Berdasarkan ayat ini ada beberapa makna penting yang harus kita pahami bersama. Pertama, zauj yaitu Allah SWT telah menciptakan pasangan suami istri. Dalam literatur bahasa Arab kata zauj berlaku secara sama untuk perempuan dan laki-laki (mudzakar dan mu’anast). Karena zauj bermakna pasangan maka keduanya laki-laki dan perempuan diciptkan untuk saling menghormati, mengasihi, saling melengkapi, dan saling menutupi kekurangan di antara keduanya sebagai bentuk kesetaraan. Oleh karena itu ayat ini memberi penekanan bahwa bangunan rumah tangga fondasi dasarnya adalah kesetaraan.

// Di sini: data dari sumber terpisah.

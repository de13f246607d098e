//! Shared fixtures for the chain tests.

#![allow(dead_code)]

use std::path::{Path, PathBuf};

use bibliophant::model::{Article, Author, Journal, Record, RecordKind};
use bibliophant::storage::write_record_file;
use bibliophant::{Console, Context, Outcome, Output, Scripted, Session, Unattended};
use tempfile::TempDir;

/// A collection folder in a scratch directory.
pub struct Collection {
    pub dir: TempDir,
}

impl Collection {
    pub fn new() -> Self {
        Self {
            dir: tempfile::tempdir().unwrap(),
        }
    }

    pub fn root(&self) -> PathBuf {
        self.dir.path().join("papers")
    }

    /// Open a session that prints into a buffer and never asks.
    pub fn open(&self) -> Session {
        Session::open(self.root(), |root| {
            Context::new(root)
                .with_console(Console::Buffer(Vec::new()))
                .with_interaction(Unattended)
        })
        .unwrap()
    }

    /// Open a session answering questions from `answers`.
    pub fn open_scripted(&self, answers: Scripted) -> Session {
        Session::open(self.root(), |root| {
            Context::new(root)
                .with_console(Console::Buffer(Vec::new()))
                .with_interaction(answers)
        })
        .unwrap()
    }
}

pub fn article(key: &str, title: &str, last: &str, journal: &str) -> Record {
    let year = key[..4].parse().unwrap();
    Record::new(
        key,
        title,
        year,
        vec![Author::new(last, Some("Ann")).unwrap()],
        RecordKind::Article(Article {
            journal: Journal::new(journal),
            volume: None,
            number: None,
            pages: None,
            eprint: None,
            abstract_text: None,
        }),
    )
}

/// Write a record folder outside the collection, ready for `import bib`.
pub fn record_folder(parent: &Path, record: &Record) -> PathBuf {
    write_record_file(parent, record, false).unwrap()
}

/// Keys of the records a query produced.
pub fn keys(outcome: &Outcome) -> Vec<String> {
    match outcome {
        Outcome::Completed(Some(output)) => output.records().iter().map(|r| r.key.clone()).collect(),
        _ => Vec::new(),
    }
}

pub fn output_keys(output: &Output) -> Vec<String> {
    output.records().iter().map(|r| r.key.clone()).collect()
}

/// Everything printed so far.
pub fn printed(session: &Session) -> String {
    session.context().console().contents()
}
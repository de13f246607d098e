//! A minimal element tree on top of `quick_xml`'s event reader.
//!
//! Only what the importers need: element names as written (including any
//! namespace prefix), attributes, and character data.

use quick_xml::events::{BytesStart, Event};
use quick_xml::Reader;

use crate::error::{Error, Result};

#[derive(Debug, Default)]
pub(crate) struct Element {
    pub name: String,
    attributes: Vec<(String, String)>,
    children: Vec<Element>,
    text: String,
}

impl Element {
    fn from_start(start: &BytesStart<'_>) -> Result<Self> {
        let name = String::from_utf8_lossy(start.name().as_ref()).into_owned();
        let mut attributes = Vec::new();
        for attr in start.attributes() {
            let attr = attr.map_err(|e| Error::Xml(e.to_string()))?;
            let key = String::from_utf8_lossy(attr.key.as_ref()).into_owned();
            let value = attr.unescape_value()?.into_owned();
            attributes.push((key, value));
        }
        Ok(Self {
            name,
            attributes,
            ..Self::default()
        })
    }

    /// Value of an attribute.
    pub fn attr(&self, name: &str) -> Option<&str> {
        self.attributes
            .iter()
            .find(|(k, _)| k == name)
            .map(|(_, v)| v.as_str())
    }

    /// All descendants with the given name, in document order.
    pub fn descendants<'a>(&'a self, name: &str) -> Vec<&'a Element> {
        let mut found = Vec::new();
        self.collect(name, &mut found);
        found
    }

    fn collect<'a>(&'a self, name: &str, found: &mut Vec<&'a Element>) {
        for child in &self.children {
            if child.name == name {
                found.push(child);
            }
            child.collect(name, found);
        }
    }

    /// The first descendant with the given name.
    pub fn first(&self, name: &str) -> Option<&Element> {
        for child in &self.children {
            if child.name == name {
                return Some(child);
            }
            if let Some(found) = child.first(name) {
                return Some(found);
            }
        }
        None
    }

    /// All character data of the element and its descendants.
    pub fn text(&self) -> String {
        let mut out = String::new();
        self.gather_text(&mut out);
        out
    }

    fn gather_text(&self, out: &mut String) {
        out.push_str(&self.text);
        for child in &self.children {
            child.gather_text(out);
        }
    }

    /// Non-blank text of the first descendant with the given name.
    pub fn text_of(&self, name: &str) -> Option<String> {
        self.first(name)
            .map(Element::text)
            .filter(|t| !t.trim().is_empty())
    }
}

/// Parse a document into a synthetic root element whose children are the
/// document's top-level elements.
pub(crate) fn parse(xml: &str) -> Result<Element> {
    let mut reader = Reader::from_str(xml);
    reader.trim_text(false);

    let mut stack = vec![Element::default()];
    loop {
        match reader.read_event()? {
            Event::Start(start) => stack.push(Element::from_start(&start)?),
            Event::Empty(start) => {
                let element = Element::from_start(&start)?;
                push_child(&mut stack, element)?;
            }
            Event::End(_) => {
                let element = stack
                    .pop()
                    .ok_or_else(|| Error::Xml("unbalanced end tag".into()))?;
                push_child(&mut stack, element)?;
            }
            Event::Text(text) => {
                let text = match text.unescape() {
                    Ok(t) => t.into_owned(),
                    Err(_) => String::from_utf8_lossy(&text).into_owned(),
                };
                if let Some(current) = stack.last_mut() {
                    current.text.push_str(&text);
                }
            }
            Event::CData(data) => {
                if let Some(current) = stack.last_mut() {
                    current.text.push_str(&String::from_utf8_lossy(&data));
                }
            }
            Event::Eof => break,
            _ => {}
        }
    }

    match (stack.pop(), stack.is_empty()) {
        (Some(root), true) => Ok(root),
        _ => Err(Error::Xml("unexpected end of document".into())),
    }
}

fn push_child(stack: &mut [Element], element: Element) -> Result<()> {
    match stack.last_mut() {
        Some(parent) => {
            parent.children.push(element);
            Ok(())
        }
        None => Err(Error::Xml("unbalanced end tag".into())),
    }
}
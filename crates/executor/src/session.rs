//! A collection opened for queries.
//!
//! The [`Session`] bundles the three things every query needs: the
//! [`Engine`] with its command table, the [`Store`] of the collection and
//! the [`Context`] handed to commands. Each call to [`Session::execute`]
//! runs one query in its own transaction.
//!
//! # Usage
//!
//! ```ignore
//! use bibliophant_executor::{Context, Session};
//!
//! let mut session = Session::open("/home/me/papers", |root| Context::new(root))?;
//! session.execute("get all 5 : show")?;
//! ```

use std::path::Path;

use bibliophant_storage::Store;

use crate::context::Context;
use crate::engine::{Engine, Outcome};
use crate::handlers::default_engine;
use crate::Result;

/// An engine, a store and a context, ready to run queries.
pub struct Session {
    engine: Engine,
    store: Store,
    ctx: Context,
}

impl Session {
    /// Combine the parts of a session.
    pub fn new(engine: Engine, store: Store, ctx: Context) -> Self {
        Self { engine, store, ctx }
    }

    /// Open the collection at `root` with the default commands. The context
    /// is built from the canonical collection root.
    pub fn open<F>(root: impl AsRef<Path>, context: F) -> Result<Self>
    where
        F: FnOnce(&Path) -> Context,
    {
        let engine = default_engine()?;
        let store = Store::open(root)?;
        let ctx = match store.root() {
            Some(root) => context(root),
            None => context(Path::new(".")),
        };
        Ok(Self::new(engine, store, ctx))
    }

    /// Run one query.
    pub fn execute(&mut self, query: &str) -> Result<Outcome> {
        self.engine.run(query, &self.store, &mut self.ctx)
    }

    /// Completion candidates for the word ending at byte `pos` of `line`.
    pub fn complete(&self, line: &str, pos: usize) -> (usize, Vec<String>) {
        let catalog = self.store.snapshot();
        self.engine.complete(line, pos, &catalog)
    }

    /// The command table.
    pub fn engine(&self) -> &Engine {
        &self.engine
    }

    /// The collection store.
    pub fn store(&self) -> &Store {
        &self.store
    }

    /// The command context.
    pub fn context(&self) -> &Context {
        &self.ctx
    }

    /// The command context, mutably.
    pub fn context_mut(&mut self) -> &mut Context {
        &mut self.ctx
    }
}

impl std::fmt::Debug for Session {
    fn fmt(&self, f: &mut std::fmt::Formatter<'_>) -> std::fmt::Result {
        f.debug_struct("Session")
            .field("engine", &self.engine)
            .field("root", &self.store.root())
            .field("ctx", &self.ctx)
            .finish()
    }
}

Dengan fondasi kesetaraan kemudian Allah SWT menciptakan litaskunuu ilaiha bermakna pasangan istri dan suami dapat merasakan ketenangan, ketentraman, kedamaian, dan keharmonisan. Ketentraman dan ketenangan terwujud akan berimplikasi pada sambungan yang begitu indah dari ayat ini dengan dua kata mawaddah dan wa rahmah. Mawaddah bermakna saling mencintai. Warahmah adalah kasih sayang. Sebuah kasih sayang yang tak lekang oleh waktu dan jaman.

Nilai-nilai dasar tentang kesetaraan antara kedua pasangan di dalam al-Qur’an misalnya sebagaimana termaktub dalam ayat berikut ini : Surat An-Nahl ayat 97 : 97. Barangsiapa yang mengerjakan amal saleh, baik laki-laki maupun perempuan dalam Keadaan beriman, Maka Sesungguhnya akan Kami berikan kepadanya kehidupan yang baik dan Sesungguhnya akan Kami beri Balasan kepada mereka dengan pahala yang lebih baik dari apa yang telah mereka kerjakan. Dalam ayat yang lain Allah SWT memberikan penjelasan secara rinci tentang bentuk kesetaraan laki-laki dan perempuan termasuk dalam sebuah rumah tangga yaitu dalam surat Al-Ahzab [33] ayat 35 : Sesungguhnya laki-laki dan perempuan yang muslim, laki-laki dan perempuan yang mukmin, laki-laki dan perempuan yang tetap dalam ketaatannya, laki-laki dan perempuan yang benar, laki-laki dan perempuan yang sabar, laki-laki dan perempuan yang khusyuk, laki-laki dan perempuan yang bersedekah, laki-laki dan perempuan yang berpuasa, laki-laki dan perempuan yang memelihara kehormatannya, laki-laki dan perempuan yang banyak menyebut (nama) Allah, Allah telah menyediakan untuk mereka ampunan dan pahala yang besar.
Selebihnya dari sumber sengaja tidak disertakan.